ハを根拠にすでに指定された学校はそのまま継続し、朝鮮学校は削除によって外国人対象校として指定を受ける権利を永遠に奪われてしまいました。これは明らかに朝鮮学校を標的にしたものといわざるをえません。これは、朝鮮学校に対する差別です。拉致問題や朝鮮総連と朝鮮学校との関係を問題にする政治的思惑で行われていると思います。
ハの削除によって、東京朝鮮中高級学校をはじめ全国に10ある朝鮮高校が指定から排除されたのです。その理由は、「文科大臣の指定する規定に朝鮮学校が適合しているとは認めるに至らなかった」というものです。

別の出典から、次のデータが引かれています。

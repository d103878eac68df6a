//! Credit and debit notes against invoices

use chrono::{DateTime, Utc};
use serde::{Deserialize, Serialize};
use serde_json::json;
use tracing::{info, instrument};

use core_kernel::{Actor, AdjustmentId, InvoiceId, Money, VendorId};
use domain_ledger::{JournalReference, JournalTemplates, VendorLedgerEntryType};
pub use domain_ledger::AdjustmentKind;

use crate::audit::AuditEntity;
use crate::context::SettlementContext;
use crate::error::SettlementError;
use crate::recorder::Posting;

/// An immutable credit or debit note
#[derive(Debug, Clone, PartialEq, Serialize, Deserialize)]
pub struct Adjustment {
    pub id: AdjustmentId,
    pub kind: AdjustmentKind,
    pub invoice_id: InvoiceId,
    pub vendor_id: VendorId,
    pub amount: Money,
    pub reason: String,
    pub created_by: Actor,
    pub created_at: DateTime<Utc>,
}

#[derive(Debug, Clone)]
pub struct CreateAdjustmentRequest {
    pub kind: AdjustmentKind,
    pub invoice_id: InvoiceId,
    pub amount: Money,
    pub reason: String,
}

#[derive(Debug, Clone, Default)]
pub struct AdjustmentQuery {
    pub invoice_id: Option<InvoiceId>,
    pub vendor_id: Option<VendorId>,
}

impl AdjustmentQuery {
    pub fn matches(&self, adjustment: &Adjustment) -> bool {
        self.invoice_id.map_or(true, |id| adjustment.invoice_id == id)
            && self.vendor_id.map_or(true, |id| adjustment.vendor_id == id)
    }
}

/// Issues credit and debit notes
///
/// A credit note reduces what is owed on the invoice and may not exceed
/// its outstanding amount. A debit note adds to what is owed; it reopens
/// settled value on the invoice (floored at zero paid) while the books
/// carry the full note.
#[derive(Clone)]
pub struct AdjustmentService {
    ctx: SettlementContext,
}

impl AdjustmentService {
    pub fn new(ctx: SettlementContext) -> Self {
        Self { ctx }
    }

    #[instrument(skip_all, fields(invoice_id = %request.invoice_id, kind = ?request.kind, actor = %actor))]
    pub async fn create_adjustment(
        &self,
        request: CreateAdjustmentRequest,
        actor: &Actor,
    ) -> Result<Adjustment, SettlementError> {
        self.ctx.ensure_amount(&request.amount, "Adjustment amount")?;
        let reason = request.reason.trim();
        if reason.is_empty() {
            return Err(SettlementError::validation("Adjustment reason is required"));
        }

        let mut invoice = self.ctx.payables.get_invoice(request.invoice_id).await?;
        match request.kind {
            AdjustmentKind::Credit => {
                let outstanding = invoice.outstanding()?;
                if request.amount > outstanding {
                    return Err(SettlementError::validation(format!(
                        "Credit note {} exceeds outstanding amount {} on invoice {}",
                        request.amount, outstanding, invoice.invoice_number
                    )));
                }
                invoice.record_settlement(request.amount)?;
            }
            AdjustmentKind::Debit => invoice.reverse_settlement(request.amount)?,
        }
        let invoice = self.ctx.payables.save_invoice(&invoice).await?;

        let adjustment = Adjustment {
            id: AdjustmentId::new_v7(),
            kind: request.kind,
            invoice_id: invoice.id,
            vendor_id: invoice.vendor_id,
            amount: request.amount,
            reason: reason.to_string(),
            created_by: actor.clone(),
            created_at: Utc::now(),
        };
        self.ctx.payables.insert_adjustment(&adjustment).await?;

        let entry_type = match adjustment.kind {
            AdjustmentKind::Credit => VendorLedgerEntryType::Credit,
            AdjustmentKind::Debit => VendorLedgerEntryType::Debit,
        };
        let posting = Posting::new(
            JournalReference::Adjustment(adjustment.id),
            format!("{:?} note on invoice {}: {}", adjustment.kind, invoice.invoice_number, adjustment.reason),
            JournalTemplates::adjustment(adjustment.kind, adjustment.amount),
            self.ctx.today(),
        )
        .with_vendor_entry(adjustment.vendor_id, entry_type, adjustment.amount, adjustment.reason.clone());
        self.ctx.echo(posting, actor).await;

        info!(adjustment_id = %adjustment.id, amount = %adjustment.amount, "Adjustment recorded");
        self.ctx
            .audit(
                actor,
                "adjustment.created",
                AuditEntity::Adjustment(adjustment.id),
                json!({
                    "kind": adjustment.kind,
                    "invoice_id": adjustment.invoice_id,
                    "amount": adjustment.amount.amount(),
                    "reason": adjustment.reason,
                }),
            )
            .await;
        Ok(adjustment)
    }

    pub async fn list_adjustments(&self, query: &AdjustmentQuery) -> Result<Vec<Adjustment>, SettlementError> {
        Ok(self.ctx.payables.list_adjustments(query).await?)
    }
}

どこが適合していないかという根拠はまったく明らかにされていません。
そもそも2010年4月に施行された高校無償化法は、「社会全体であなたの学びを支えます」というキャッチフレーズの下で、全ての意志ある高校生等が安心して勉学し、日本国内に住所がある生徒に対する就学支援金制度です。当時の文科大臣は「国籍を問わず、我が国において後期中等教育段階の学びに励んでいる生徒に等しく支援することは、教育についてのすべての者の権利を謳っている国際人権宣言A規約の精神にも沿うものと考えます」と述べているように、この法律は支援を受ける生徒の国籍を問わない画期的なものでした。
――― 運動の広がりがあるようですが。また、国連の委員会から勧告もでています。
当初から、日本の高校生や在日問題に直接関係のない団体などからの支援が多くあり、運動も広がっています。同時に反対する側も強くなっています。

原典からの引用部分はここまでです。